Текст книги "Эпоха Куликовской битвы"
Автор книги: Ольга Кузьмина
Соавторы: Александр Быков
Жанр:
История
сообщить о нарушении
Текущая страница: 10 (всего у книги 33 страниц)
ВОЙНА В ВЕРХНЕМ ПОВОЛЖЬЕ
С 1375 года Нижегородское княжество стало ежегодно подвергаться набегам татар Мамаевой Орды. Походы эти были местью – за убийство в Нижнем Новгороде послов и за то, что Дмитрий Константинович, вместе с другими князьями, ходил походом на Тверь. Нижегородские войска предпринимали активные ответные действия. Таким образом, с 1375 года в верхнем Поволжье велась почти непрерывная война. В ее рамках зимой 1376–1377 года был совершен поход нижегородских и московских сил на подчинявшийся в это время Мамаю Булгар.
Как пишут летописи, «тoй же зимой князь великий Дмитрий Иванович послал князя Дмитрия Михайловича Волынского ратью на безбожных Болгар, а князь Дмитрий Константинович Суздальский послал сына своего князя Василия и другого сына своего князя Ивана, а с ним бояр и воевод и многих воинов, и пришли они к Болгарам в великое говение, месяца марта в 16 день, в понедельник на вербной неделе. Поганые же бесерменове (так на Руси называли мусульман. – Прим. авт.) вышли из града, против них, стали на бой и начали стрелять, а иные с града гром пущаху, стращая нашу рать, а другие самострельные стрелы пущаху, а иные выехали на верблюдах, кони наши полошающе. Наши же никак же устрашились грозы их, но крепко против стояли в бою и устремились единодушно и поскакали на них; они же, окаянные, побежали в град свой, а наши следом, бьючи, и убили их бесермен числом 70…»

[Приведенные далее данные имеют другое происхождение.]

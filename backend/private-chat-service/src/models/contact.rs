use chrono::{DateTime, Utc};
use serde::{Deserialize, Serialize};

use crate::models::{Message, UserId};

/// Unread messages from one sender, computed on read.
#[derive(Debug, Clone, PartialEq, Eq, Serialize, Deserialize)]
#[serde(rename_all = "camelCase")]
pub struct UnreadGroup {
    pub sender_id: UserId,
    pub count: u64,
    /// Ascending by timestamp
    pub messages: Vec<Message>,
    pub latest_message: String,
    pub latest_message_time: DateTime<Utc>,
}

impl UnreadGroup {
    /// Build a group from a sender's unread messages; `None` when empty.
    pub fn from_messages(sender_id: UserId, mut messages: Vec<Message>) -> Option<Self> {
        messages.sort_by_key(|m| m.timestamp);
        let latest = messages.last()?;
        Some(Self {
            latest_message: latest.text.clone(),
            latest_message_time: latest.timestamp,
            count: messages.len() as u64,
            sender_id,
            messages,
        })
    }
}

/// Read-side projection of one conversation, re-derivable at any time
/// from stored messages and presence.
#[derive(Debug, Clone, PartialEq, Eq, Serialize, Deserialize)]
#[serde(rename_all = "camelCase")]
pub struct ContactSummary {
    pub counterpart_id: UserId,
    pub last_message: String,
    pub last_message_time: DateTime<Utc>,
    pub unread_count: u64,
    pub is_online: bool,
}
pub mod auth;
pub mod error_handling;
pub mod logging;

use axum::Router;
use crate::state::AppState;

/// Apply default middleware layers (logging, metrics)
pub fn with_defaults(router: Router<AppState>) -> Router<AppState> {
    logging::add_tracing(router.layer(axum::middleware::from_fn(
        crate::metrics::track_http_metrics,
    )))
}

Получается, что город Булгар уже весной 1377 года был вооружен пушками, которые «с града гром пущаху». Это первое упоминание о применении пушек в Восточной Европе. Но оружие это имело лишь психологический эффект. Видимо, русские воины уже были знакомы с действием пушек, и поэтому не испугались их грохота. Похоже, больше пушек помешали русским верблюды. Видимо, от незнакомого им крика и запаха этих животных кони русских дружинников начали беспокоиться. Но, после взаимной перестрелки булгарские воины обратились в бегство, а русские устремились за ними и убили семьдесят мусульман.

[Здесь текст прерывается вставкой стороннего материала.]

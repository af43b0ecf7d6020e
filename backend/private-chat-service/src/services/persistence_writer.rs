//! Background writer that records broadcast messages.
//!
//! The live path only enqueues; it never waits for the store. Write order
//! can therefore differ from broadcast order, which readers tolerate by
//! sorting on timestamp.

use std::sync::Arc;
use std::time::Duration;
use tokio::sync::mpsc::{unbounded_channel, UnboundedReceiver, UnboundedSender};
use tokio::task::JoinHandle;
use tracing::{debug, error, warn};

use crate::metrics::PERSISTENCE_FAILURES;
use crate::models::Message;
use crate::repository::{AppendOutcome, MessageRepository, StoreError};

const MAX_ATTEMPTS: u32 = 3;
const RETRY_BASE_DELAY: Duration = Duration::from_millis(200);

#[derive(Clone)]
pub struct PersistenceWriter {
    tx: UnboundedSender<Message>,
}

impl PersistenceWriter {
    /// Start the writer task. It runs until every `PersistenceWriter`
    /// clone is dropped and the queue is drained.
    pub fn spawn(repository: Arc<dyn MessageRepository>) -> (Self, JoinHandle<()>) {
        let (tx, rx) = unbounded_channel();
        let handle = tokio::spawn(run(repository, rx));
        (Self { tx }, handle)
    }

    /// Queue a message for durable storage. Returns `false` only when the
    /// writer task has stopped.
    pub fn enqueue(&self, message: Message) -> bool {
        match self.tx.send(message) {
            Ok(()) => true,
            Err(err) => {
                error!(message_id = %err.0.message_id, "persistence writer is gone; message not stored");
                PERSISTENCE_FAILURES.inc();
                false
            }
        }
    }
}

fn is_transient(err: &StoreError) -> bool {
    matches!(
        err,
        StoreError::Database(
            sqlx::Error::PoolTimedOut | sqlx::Error::PoolClosed | sqlx::Error::Io(_)
        )
    )
}

async fn run(repository: Arc<dyn MessageRepository>, mut rx: UnboundedReceiver<Message>) {
    while let Some(message) = rx.recv().await {
        store(repository.as_ref(), &message).await;
    }
    debug!("persistence writer stopped");
}

async fn store(repository: &dyn MessageRepository, message: &Message) {
    let mut attempt = 1;
    loop {
        match repository.append(message).await {
            Ok(AppendOutcome::Inserted) => {
                debug!(message_id = %message.message_id, "message stored");
                return;
            }
            Ok(AppendOutcome::Duplicate) => {
                debug!(message_id = %message.message_id, "message already stored");
                return;
            }
            Err(err) if is_transient(&err) && attempt < MAX_ATTEMPTS => {
                warn!(message_id = %message.message_id, attempt, error = %err, "retrying message append");
                tokio::time::sleep(RETRY_BASE_DELAY * attempt).await;
                attempt += 1;
            }
            Err(err) => {
                error!(message_id = %message.message_id, error = %err, "failed to store message");
                PERSISTENCE_FAILURES.inc();
                return;
            }
        }
    }
}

Этого оказалось достаточно для того, чтобы сломить волю булгарских правителей. Видимо, булгарские князья сочли, что все равно не смогут удержать город, если русская армия сейчас приступит к осаде. Как сообщает Троицкая летопись: «И выехали из города князья болгарские Асан и Махмат Султан, и били челом князю великому и другому 2000 рублев, а воеводам и ратям 3000 рублев». По сведениям других летописей, князья московский, нижегородский и сама рать получили в равных долях – по 1000 рублей. После чего князья подписали с Булгаром мир на выгодных условиях и возвратились домой. А в Булгаре был посажен русскими князьями даруга – чиновник, собирающий таможенные пошлины.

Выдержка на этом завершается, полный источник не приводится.